Disagreement thus narrows to the question of whether methods with typically high rates of discontinuation (such as oral contraceptives, injectables and condoms) should be promoted in the early postpartum in settings where lactational amenorrhea lasts for around 12 months, as it does in most of Sub-Saharan Africa. Nothing in the letter dissuades us from our conclusion, based on the evidence, that a general strategy of encouraging early postpartum uptake of these methods in Africa is ill-advised, though, of course, it will suit the needs and preferences of some women. Postpartum family planning strategies need to take account of context.

A second disagreement concerns the lactational amenorrhea method (LAM). While we can agree on its health benefits, we remain unconvinced that it plays an important role in postpartum family planning. Despite promotional efforts in many countries since 1988, self-reported use remains very low and most users are not fulfilling all three conditions of use.1,2 Even if the acceptability of this method could be improved, the gain in terms of pregnancy prevention would be trivial in populations where infants are breast-fed for many months.
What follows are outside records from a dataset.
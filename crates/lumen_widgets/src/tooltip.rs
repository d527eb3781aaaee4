//! Tooltips

use lumen_core::Value;
use lumen_view::{AsView, Bind, Dom, Template, View};

#[derive(Clone, Debug)]
pub struct TooltipView {
    view: View,
}

impl TooltipView {
    /// A tooltip below its owner (`position = "s"`); `"n"` places it above
    pub fn new(dom: &Dom) -> Self {
        let view = View::with_template(
            dom,
            [("text", Value::from("")), ("position", Value::from("s"))],
            |_| {
                Template::new("span")
                    .attr("class", "ck-tooltip")
                    .attr(
                        "class",
                        Bind::to_with("position", |position| {
                            Value::from(format!("ck-tooltip_{}", position.to_text()))
                        }),
                    )
                    .attr(
                        "class",
                        Bind::when_with("text", "ck-hidden", |text| !text.is_truthy()),
                    )
                    .child(
                        Template::new("span")
                            .attr("class", "ck-tooltip__text")
                            .text(Bind::to("text")),
                    )
            },
        );
        Self { view }
    }
}

impl AsView for TooltipView {
    fn view(&self) -> &View {
        &self.view
    }
}

#[cfg(test)]
mod tests {
    use super::*;

    #[test]
    fn test_hidden_until_text_is_set() {
        let dom = Dom::new();
        let tooltip = TooltipView::new(&dom);
        let el = tooltip.render().unwrap();
        assert_eq!(
            dom.outer_html(el),
            "<span class=\"ck-tooltip ck-tooltip_s ck-hidden\">\
             <span class=\"ck-tooltip__text\"></span></span>"
        );

        tooltip.view().set("text", "Bold").unwrap();
        tooltip.view().set("position", "n").unwrap();
        assert_eq!(
            dom.outer_html(el),
            "<span class=\"ck-tooltip ck-tooltip_n\">\
             <span class=\"ck-tooltip__text\">Bold</span></span>"
        );
    }
}
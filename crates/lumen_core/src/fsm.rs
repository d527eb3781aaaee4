//! Flat state machines
//!
//! Widgets describe their interaction states as small enums and drive them
//! through a [`StateMachine`]. A transition may carry a guard that is
//! checked every time its event arrives, and states may run entry actions.

use std::fmt::Debug;
use std::hash::Hash;

use rustc_hash::FxHashMap;

/// Decides whether a matching transition may fire
pub type Guard = Box<dyn Fn() -> bool>;

/// Runs when a state is entered
pub type Action = Box<dyn FnMut()>;

/// Marker for types usable as states or events
pub trait FsmKey: Copy + Eq + Hash + Debug + 'static {}

impl<T: Copy + Eq + Hash + Debug + 'static> FsmKey for T {}

pub struct Transition<S, E> {
    pub from_state: S,
    pub event: E,
    pub to_state: S,
    pub guard: Option<Guard>,
}

impl<S: FsmKey, E: FsmKey> Transition<S, E> {
    pub fn new(from: S, event: E, to: S) -> Self {
        Self {
            from_state: from,
            event,
            to_state: to,
            guard: None,
        }
    }

    pub fn with_guard<F: Fn() -> bool + 'static>(mut self, guard: F) -> Self {
        self.guard = Some(Box::new(guard));
        self
    }

    fn accepts(&self, state: S, event: E) -> bool {
        self.from_state == state
            && self.event == event
            && self.guard.as_ref().map_or(true, |guard| guard())
    }
}

pub struct StateMachineBuilder<S, E> {
    initial_state: S,
    transitions: Vec<Transition<S, E>>,
    entry_callbacks: FxHashMap<S, Vec<Action>>,
}

impl<S: FsmKey, E: FsmKey> StateMachineBuilder<S, E> {
    pub fn new(initial_state: S) -> Self {
        Self {
            initial_state,
            transitions: Vec::new(),
            entry_callbacks: FxHashMap::default(),
        }
    }

    pub fn transition(mut self, transition: Transition<S, E>) -> Self {
        self.transitions.push(transition);
        self
    }

    /// Unguarded `from --event--> to`
    pub fn on(self, from: S, event: E, to: S) -> Self {
        self.transition(Transition::new(from, event, to))
    }

    pub fn on_enter<F: FnMut() + 'static>(mut self, state: S, action: F) -> Self {
        self.entry_callbacks
            .entry(state)
            .or_default()
            .push(Box::new(action));
        self
    }

    pub fn build(self) -> StateMachine<S, E> {
        StateMachine {
            current_state: self.initial_state,
            transitions: self.transitions,
            entry_callbacks: self.entry_callbacks,
        }
    }
}

pub struct StateMachine<S, E> {
    current_state: S,
    transitions: Vec<Transition<S, E>>,
    entry_callbacks: FxHashMap<S, Vec<Action>>,
}

impl<S: FsmKey, E: FsmKey> StateMachine<S, E> {
    pub fn builder(initial_state: S) -> StateMachineBuilder<S, E> {
        StateMachineBuilder::new(initial_state)
    }

    pub fn current_state(&self) -> S {
        self.current_state
    }

    pub fn is_in(&self, state: S) -> bool {
        self.current_state == state
    }

    /// Feed `event`, returning the state afterwards
    ///
    /// Without an accepting transition the state stays put.
    pub fn send(&mut self, event: E) -> S {
        let current = self.current_state;
        let Some(to_state) = self
            .transitions
            .iter()
            .find(|t| t.accepts(current, event))
            .map(|t| t.to_state)
        else {
            return current;
        };

        self.current_state = to_state;
        tracing::trace!(from = ?current, ?event, to = ?to_state, "state transition");

        if let Some(callbacks) = self.entry_callbacks.get_mut(&to_state) {
            for callback in callbacks.iter_mut() {
                callback();
            }
        }
        to_state
    }
}
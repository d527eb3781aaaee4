//! Timers and debouncing
//!
//! Time is read through a [`Clock`] so that widgets driven by real time in
//! an application can be driven by a [`ManualClock`] in tests. Expired
//! timers are executed by [`TimerQueue::run_due`], which the host calls
//! from its event loop.

use std::cell::{Cell, RefCell};
use std::rc::{Rc, Weak};
use std::time::{Duration, Instant};

use slotmap::{new_key_type, SlotMap};

new_key_type! {
    /// Identifier for a scheduled timer
    pub struct TimerId;
}

/// A monotonic time source
pub trait Clock {
    /// Time elapsed since the clock's origin
    fn now(&self) -> Duration;
}

/// Wall-clock time
#[derive(Debug)]
pub struct SystemClock {
    origin: Instant,
}

impl SystemClock {
    pub fn new() -> Self {
        Self {
            origin: Instant::now(),
        }
    }
}

impl Default for SystemClock {
    fn default() -> Self {
        Self::new()
    }
}

impl Clock for SystemClock {
    fn now(&self) -> Duration {
        self.origin.elapsed()
    }
}

/// A clock that only moves when told to
#[derive(Debug, Default)]
pub struct ManualClock {
    now: Cell<Duration>,
}

impl ManualClock {
    pub fn new() -> Self {
        Self::default()
    }

    pub fn advance(&self, by: Duration) {
        self.now.set(self.now.get() + by);
    }

    pub fn set(&self, now: Duration) {
        self.now.set(now);
    }
}

impl Clock for ManualClock {
    fn now(&self) -> Duration {
        self.now.get()
    }
}

struct Timer {
    deadline: Duration,
    seq: u64,
    callback: Box<dyn FnOnce()>,
}

struct TimerQueueInner {
    clock: Rc<dyn Clock>,
    timers: RefCell<SlotMap<TimerId, Timer>>,
    next_seq: Cell<u64>,
}

/// One-shot timers ordered by deadline
#[derive(Clone)]
pub struct TimerQueue {
    inner: Rc<TimerQueueInner>,
}

impl TimerQueue {
    pub fn new(clock: Rc<dyn Clock>) -> Self {
        Self {
            inner: Rc::new(TimerQueueInner {
                clock,
                timers: RefCell::new(SlotMap::with_key()),
                next_seq: Cell::new(0),
            }),
        }
    }

    pub fn now(&self) -> Duration {
        self.inner.clock.now()
    }

    /// Run `callback` once `delay` has elapsed
    pub fn schedule<F: FnOnce() + 'static>(&self, delay: Duration, callback: F) -> TimerId {
        let seq = self.inner.next_seq.get();
        self.inner.next_seq.set(seq + 1);
        self.inner.timers.borrow_mut().insert(Timer {
            deadline: self.now() + delay,
            seq,
            callback: Box::new(callback),
        })
    }

    /// Cancel a timer; returns false if it already ran or was cancelled
    pub fn cancel(&self, id: TimerId) -> bool {
        self.inner.timers.borrow_mut().remove(id).is_some()
    }

    pub fn is_scheduled(&self, id: TimerId) -> bool {
        self.inner.timers.borrow().contains_key(id)
    }

    pub fn pending(&self) -> usize {
        self.inner.timers.borrow().len()
    }

    /// Earliest deadline among pending timers
    pub fn next_deadline(&self) -> Option<Duration> {
        self.inner.timers.borrow().values().map(|t| t.deadline).min()
    }

    /// Execute every timer whose deadline has passed, in deadline order
    ///
    /// Timers scheduled by callbacks run in the same pass if already due.
    pub fn run_due(&self) -> usize {
        let mut executed = 0;
        loop {
            let now = self.now();
            let due = {
                let timers = self.inner.timers.borrow();
                timers
                    .iter()
                    .filter(|(_, t)| t.deadline <= now)
                    .min_by_key(|(_, t)| (t.deadline, t.seq))
                    .map(|(id, _)| id)
            };
            let Some(id) = due else {
                break;
            };
            let Some(timer) = self.inner.timers.borrow_mut().remove(id) else {
                break;
            };
            (timer.callback)();
            executed += 1;
        }
        if executed > 0 {
            tracing::trace!(executed, "timers executed");
        }
        executed
    }
}

struct DebouncerInner {
    timers: TimerQueue,
    wait: Duration,
    action: Box<dyn Fn()>,
    pending: Cell<Option<TimerId>>,
}

impl Drop for DebouncerInner {
    fn drop(&mut self) {
        if let Some(id) = self.pending.take() {
            self.timers.cancel(id);
        }
    }
}

/// Runs an action once calls have stopped for a quiet period
///
/// Every [`Debouncer::call`] restarts the period.
#[derive(Clone)]
pub struct Debouncer {
    inner: Rc<DebouncerInner>,
}

impl Debouncer {
    pub fn new<F: Fn() + 'static>(timers: &TimerQueue, wait: Duration, action: F) -> Self {
        Self {
            inner: Rc::new(DebouncerInner {
                timers: timers.clone(),
                wait,
                action: Box::new(action),
                pending: Cell::new(None),
            }),
        }
    }

    pub fn wait(&self) -> Duration {
        self.inner.wait
    }

    pub fn call(&self) {
        self.cancel();
        let weak: Weak<DebouncerInner> = Rc::downgrade(&self.inner);
        let id = self.inner.timers.schedule(self.inner.wait, move || {
            if let Some(inner) = weak.upgrade() {
                inner.pending.set(None);
                (inner.action)();
            }
        });
        self.inner.pending.set(Some(id));
    }

    pub fn cancel(&self) {
        if let Some(id) = self.inner.pending.take() {
            self.inner.timers.cancel(id);
        }
    }

    pub fn is_pending(&self) -> bool {
        self.inner.pending.get().is_some()
    }

    /// Run a pending action immediately
    pub fn flush(&self) {
        if self.inner.pending.get().is_some() {
            self.cancel();
            (self.inner.action)();
        }
    }
}
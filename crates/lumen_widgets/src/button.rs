//! Buttons

use lumen_core::Value;
use lumen_view::{AsView, Bind, Dom, Template, View, ViewCollection};

use crate::error::Result;
use crate::icon::IconView;
use crate::tooltip::TooltipView;

/// A clickable button with an optional icon, label and tooltip
///
/// Attributes:
/// - `label`, `keystroke`, `icon` (SVG markup)
/// - `tooltip`: `true` for "label (keystroke)", a string, or a callback
///   receiving `[label, keystroke]`
/// - `tooltipPosition` (`"s"`), `type` (`"button"` when unset)
/// - `isOn`, `isEnabled`, `isVisible`, `withText`, `tabindex` (`-1`)
///
/// Fires `execute` on click while enabled.
#[derive(Clone, Debug)]
pub struct ButtonView {
    view: View,
    children: ViewCollection,
    tooltip: TooltipView,
    label: View,
}

impl ButtonView {
    pub fn new(dom: &Dom) -> Result<Self> {
        let view = View::with_attributes(
            dom,
            [
                ("label", Value::Undefined),
                ("keystroke", Value::Undefined),
                ("tooltip", Value::Undefined),
                ("tooltipPosition", Value::from("s")),
                ("type", Value::Undefined),
                ("isOn", Value::from(false)),
                ("isEnabled", Value::from(true)),
                ("isVisible", Value::from(true)),
                ("withText", Value::from(false)),
                ("icon", Value::Undefined),
                ("tabindex", Value::from(-1)),
            ],
        );
        let children = view.create_collection();
        view.set_template(button_template(&view, &children))?;

        let tooltip = TooltipView::new(dom);
        let model = view.model();
        tooltip
            .view()
            .bind(&["text"])?
            .to(model, &["tooltip"])?
            .to(model, &["label"])?
            .to(model, &["keystroke"])?
            .as_fn(tooltip_text)?;
        tooltip
            .view()
            .bind(&["position"])?
            .to(model, &["tooltipPosition"])?;

        let label = View::with_model(dom, model);
        label.set_template(
            Template::new("span")
                .attr("class", "ck-button__label")
                .text(Bind::to("label")),
        )?;

        children.add(tooltip.view())?;
        children.add(&label)?;

        let icon_children = children.clone();
        view.on_render(move |view| {
            if !view.get("icon").is_truthy() {
                return Ok(());
            }
            let icon = IconView::new(view.dom());
            icon.view().bind(&["content"])?.to(view.model(), &["icon"])?;
            icon.view()
                .extend_template(|template| template.extend(Template::extension().attr("class", "ck-button__icon")))?;
            icon_children.add_at(icon.view(), 0)?;
            Ok(())
        });

        Ok(Self {
            view,
            children,
            tooltip,
            label,
        })
    }

    /// Focus the button element
    pub fn focus(&self) {
        self.view.focus();
    }

    pub fn children(&self) -> &ViewCollection {
        &self.children
    }

    pub fn tooltip_view(&self) -> &TooltipView {
        &self.tooltip
    }

    pub fn label_view(&self) -> &View {
        &self.label
    }

    /// The icon, once rendered with an `icon` set
    pub fn icon_view(&self) -> Option<View> {
        self.children
            .get(0)
            .filter(|first| first != self.tooltip.view() && *first != self.label)
    }
}

impl AsView for ButtonView {
    fn view(&self) -> &View {
        &self.view
    }
}

fn button_template(view: &View, children: &ViewCollection) -> Template {
    let model = view.model().downgrade();
    Template::new("button")
        .attr("class", "ck-button")
        .attr(
            "class",
            Bind::to_with("isEnabled", |enabled| {
                Value::from(if enabled.is_truthy() { "ck-enabled" } else { "ck-disabled" })
            }),
        )
        .attr(
            "class",
            Bind::to_with("isOn", |on| Value::from(if on.is_truthy() { "ck-on" } else { "ck-off" })),
        )
        .attr(
            "class",
            Bind::when_with("isVisible", "ck-hidden", |visible| !visible.is_truthy()),
        )
        .attr("class", Bind::when("withText", "ck-button_with-text"))
        .attr(
            "type",
            Bind::to_with("type", |kind| {
                if kind.is_template_falsy() {
                    Value::from("button")
                } else {
                    kind.clone()
                }
            }),
        )
        .attr("tabindex", Bind::to("tabindex"))
        .collection(children)
        // Keep the editing focus where it is.
        .on_call("mousedown", |event| event.prevent_default())
        .on_call("click", move |event| {
            let Some(model) = model.upgrade() else {
                return;
            };
            if model.get("isEnabled").is_truthy() {
                model.fire("execute", &[]);
            } else {
                event.prevent_default();
            }
        })
}

/// Tooltip text from `[tooltip, label, keystroke]`
fn tooltip_text(values: &[Value]) -> Value {
    let [tooltip, label, keystroke] = values else {
        return Value::from("");
    };
    match tooltip {
        Value::Callback(callback) => callback.call(&[label.clone(), keystroke.clone()]),
        Value::Str(text) => Value::from(text.as_str()),
        Value::Bool(true) if keystroke.is_truthy() => {
            Value::from(format!("{} ({})", label.to_text(), keystroke.to_text()))
        }
        Value::Bool(true) => Value::from(label.to_text()),
        _ => Value::from(""),
    }
}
LAM has a failure rate of 2% or less against a 3% risk of pregnancy at month six among breast-feeding amenorrheic women, regardless of supplementary feeding.3 Possibly, women who are prepared to use LAM are more likely to progress to effective methods later in the postpartum, but the evidence is very thin. In any case, LAM users are a highly selective group, and it is thus unjustified to attribute their subsequent contraceptive practice to exposure to LAM counseling.

Pfitzer et al. state that women should be told about the relative effectiveness of their contraceptive options. We agree. In our article, we simply extend this fundamental principle to lactational amenorrhea, freed from the definitional shackles of LAM. Our article is all about extending informed choice. Do Pfitzer and colleagues really think that accurate information about the risks and benefits of relying on lactational amenorrhea should be withheld from women? Based on one study in Egypt reporting that 15% of women became pregnant while breast-feeding and amenorrheic, Pfitzer et al. deem these risks to be acceptably high.4 But this 15% figure is not expressed in terms of postpartum length and thus cannot be compared to the estimate of Kennedy and Visness, based on nine carefully controlled prospective studies, that the risk of pregnancy at 12 months postpartum for breast-feeding, amenorrheic women is on average 6%,3 similar to the failure rate for oral contraceptives.


1. Fabic MS and Choi Y, Assessing the quality of data regarding use of the lactational amenorrhea method, Studies in Family Planning, 2013, 44(2):205–221.

2. Winfrey W and Rakesh K, Use of family planning in the postpartum period, DHS Comparative Reports, Rockville, MD, USA: ICF International, 2014, No. 36.

3. Kennedy KI and Visness CM, Contraceptive efficacy of lactational amenorrhoea, Lancet, 1992, 339(8787):227–230.

4. Shabaan OM and Glasier AF, Pregnancy during breastfeeding in rural Egypt, Contraception, 2008, 77(5):350–354.